Gabriella, di ritorno da un viaggio in Austria verso la fine degli anni ’80, riflettè sul legame praticamente simbiotico che sussisteva tra Vienna e la Sacher torte, e notò che non esisteva un alter ego dolciario di Firenze che la rappresentasse in maniera così stretta ed inequivocabile.

Da qui scaturirono una serie di riflessioni, ricerche ed anche esperimenti, fino a quando non venne trovata la via giusta, che portava ad un’altra donna forte, originale e da amante del buon cibo, ovvero Caterina de’ Medici.
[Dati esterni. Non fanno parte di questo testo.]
//! Delivery of alerts to the remote Alertmanager.
//!
//! `sender` owns the bounded queue and the dispatch loop; `client` is the
//! transport the loop posts batches through.

pub mod client;
pub mod sender;

use crate::core::Label;
use chrono::{DateTime, Utc};
use serde::ser::Serializer;
use serde::Serialize;

/// An alert queued for delivery, with sanitized and relabeled labels.
#[derive(Debug, Clone, Serialize, PartialEq, Default)]
#[serde(rename_all = "camelCase")]
pub struct Alert {
    #[serde(serialize_with = "serialize_labels")]
    pub labels: Vec<Label>,
    #[serde(serialize_with = "serialize_labels")]
    pub annotations: Vec<Label>,
    #[serde(skip_serializing_if = "Option::is_none")]
    pub starts_at: Option<DateTime<Utc>>,
    #[serde(skip_serializing_if = "Option::is_none")]
    pub ends_at: Option<DateTime<Utc>>,
    #[serde(rename = "generatorURL", skip_serializing_if = "String::is_empty")]
    pub generator_url: String,
}

impl Alert {
    pub fn label(&self, name: &str) -> Option<&str> {
        self.labels
            .iter()
            .find(|l| l.name == name)
            .map(|l| l.value.as_str())
    }
}

/// Serializes an ordered label list as a JSON object.
fn serialize_labels<S: Serializer>(labels: &[Label], serializer: S) -> Result<S::Ok, S::Error> {
    serializer.collect_map(labels.iter().map(|l| (&l.name, &l.value)))
}
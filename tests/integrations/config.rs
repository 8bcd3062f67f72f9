use alertbridge::cli::Cli;
use alertbridge::config::Config;
use alertbridge::forked::Mode;
use clap::Parser;
use std::io::Write;
use std::path::PathBuf;
use tempfile::NamedTempFile;

/// A helper function to run a test with a temporary config file.
fn with_config_file<F>(toml_content: &str, test_fn: F)
where
    F: FnOnce(PathBuf),
{
    let mut file = NamedTempFile::new().unwrap();
    write!(file, "{}", toml_content).unwrap();
    let path = file.path().to_path_buf();
    test_fn(path);
}

#[test]
fn test_load_full_valid_config() {
    let toml_content = r#"
        log_level = "debug"
        org_id = 7

        [forking]
        mode = "primary"
        sync_interval_seconds = 120

        [remote]
        url = "https://am.example.com/base"
        tenant_id = "tenant-7"
        basic_auth_password = "s3cret"
        timeout_seconds = 5
        promote_config = true

        [sender]
        queue_capacity = 500
        max_batch_size = 16
        send_timeout_seconds = 3

        [sender.external_labels]
        cluster = "eu-1"

        [[sender.relabel_configs]]
        source_labels = ["env"]
        regex = "dev"
        action = "drop"

        [internal]
        silence_retention_hours = 24
        config_poll_interval_seconds = 30
        maintenance_interval_seconds = 600

        [api]
        enabled = false
        listen_address = "0.0.0.0:9094"

        [metrics]
        enabled = true
        listen_address = "0.0.0.0:9095"
        system_metrics_enabled = false
    "#;

    with_config_file(toml_content, |path| {
        let config = Config::load(&path).unwrap();

        assert_eq!(config.log_level, "debug");
        assert_eq!(config.org_id, 7);
        assert_eq!(config.forking.mode, Mode::Primary);
        assert_eq!(config.forking.sync_interval_seconds, 120);
        assert_eq!(config.remote.url, "https://am.example.com/base");
        assert_eq!(config.remote.tenant_id, "tenant-7");
        assert_eq!(config.remote.basic_auth_password, "s3cret");
        assert!(config.remote.promote_config);
        assert_eq!(config.sender.queue_capacity, 500);
        assert_eq!(config.sender.max_batch_size, 16);
        assert_eq!(config.sender.external_labels.get("cluster").map(String::as_str), Some("eu-1"));
        assert_eq!(config.sender.relabel_configs.len(), 1);
        assert_eq!(config.internal.silence_retention_hours, 24);
        assert_eq!(config.internal.config_poll_interval_seconds, 30);
        assert!(!config.api.enabled);
        assert!(!config.metrics.system_metrics_enabled);
    });
}

#[test]
fn test_missing_file_uses_defaults() {
    let config = Config::load("/nonexistent/alertbridge.toml").unwrap();

    assert_eq!(config.forking.mode, Mode::Secondary);
    assert_eq!(config.forking.sync_interval_seconds, 300);
    assert_eq!(config.sender.queue_capacity, 10_000);
    assert_eq!(config.sender.max_batch_size, 64);
    assert_eq!(config.remote.timeout_seconds, 30);
    assert_eq!(config.internal.maintenance_interval_seconds, 900);
}

#[test]
fn test_partial_sender_section_keeps_defaults() {
    let toml_content = r#"
        [sender]
        max_batch_size = 8
    "#;

    with_config_file(toml_content, |path| {
        let config = Config::load(&path).unwrap();
        assert_eq!(config.sender.max_batch_size, 8);
        assert_eq!(config.sender.queue_capacity, 10_000);
        assert_eq!(config.sender.send_timeout_seconds, 10);
    });
}

#[test]
fn test_cli_flags_override_file() {
    let toml_content = r#"
        [forking]
        mode = "secondary"
        sync_interval_seconds = 60

        [remote]
        url = "http://from-file:9009"
        tenant_id = "1"
        timeout_seconds = 30
    "#;

    with_config_file(toml_content, |path| {
        let cli = Cli::try_parse_from([
            "alertbridge",
            "--config",
            path.to_str().unwrap(),
            "--mode",
            "primary",
            "--remote-url",
            "http://from-cli:9009",
            "--queue-capacity",
            "42",
        ])
        .unwrap();
        let config = Config::load_with_cli(&cli).unwrap();

        assert_eq!(config.forking.mode, Mode::Primary);
        assert_eq!(config.forking.sync_interval_seconds, 60);
        assert_eq!(config.remote.url, "http://from-cli:9009");
        assert_eq!(config.sender.queue_capacity, 42);
    });
}

#[test]
fn test_environment_overrides_file() {
    let toml_content = r#"
        [remote]
        url = "http://localhost:9009"
        tenant_id = "1"
        timeout_seconds = 30
        external_url = "http://from-file"
    "#;

    with_config_file(toml_content, |path| {
        std::env::set_var("ALERTBRIDGE_REMOTE__EXTERNAL_URL", "http://from-env");
        let config = Config::load(&path);
        std::env::remove_var("ALERTBRIDGE_REMOTE__EXTERNAL_URL");

        assert_eq!(config.unwrap().remote.external_url, "http://from-env");
    });
}

#[test]
fn test_invalid_values_are_rejected() {
    for toml_content in [
        "[sender]\nqueue_capacity = 0",
        "[sender]\nmax_batch_size = 0",
        "[internal]\nsilence_retention_hours = 1\nconfig_poll_interval_seconds = 0\nmaintenance_interval_seconds = 60",
        "[forking]\nmode = \"tertiary\"\nsync_interval_seconds = 1",
    ] {
        with_config_file(toml_content, |path| {
            assert!(Config::load(&path).is_err(), "accepted: {}", toml_content);
        });
    }
}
L’ispirazione arrivò proprio da una da una delle ricette più amate da colei che sarebbe diventata regina di Francia, in quanto sposa di Enrico II di Orleans, il “Berlingozzo”, dolce di Carnevale (il termine “berlongaccio” viene utilizzato per indicare il giovedì grasso e “berlingare” siginifica “divertirsi – spassarsela”), dalla texture morbida ed elastica già nel 1400 e presenza assidua sulle tavole dei Medici che, secondo le cronache del tempo, veniva consumato come antipasto.

Tornando ai giorni nostri, Gabriella Lombardini affidò la produzione della sua ricetta originale ad uno stabilimento piemontese, che utilizzò un lievito madre di 65 anni. Fu così che nel 1990 nacque il “Dolce Firenze” che è tutt’ora realizzato con la stessa ricetta di 37 anni fa, che prevede ingredienti tra cui spiccano il burro e la pasta d’arancia.

Anche il packaging è un omaggio alla città di Firenze, riprende infatti le caratteristiche della bandiera di Firenze che dal luglio 1251 si ammantò di un giglio rosso su sfondo bianco.

Il “Dolce Firenze” è in vendita esclusivamente presso “Opificio Fiorentino”, locate aperto da poco e situato a Campi Bizenzio (Fi) e gestito da Emiliano Alessi, figlio di Gabriella, e all’interno del quale si persegue un progetto di “vino, sapore ed arte”.

Il “Dolce Firenze” si presta anche a delle sfiziose preparazioni, per esempio può essere utilizzato come base per il tiramisù, per una charlotte, da accompagnare, leggermente tostato ad una terrina di foie gras o con del prosciutto Toscano.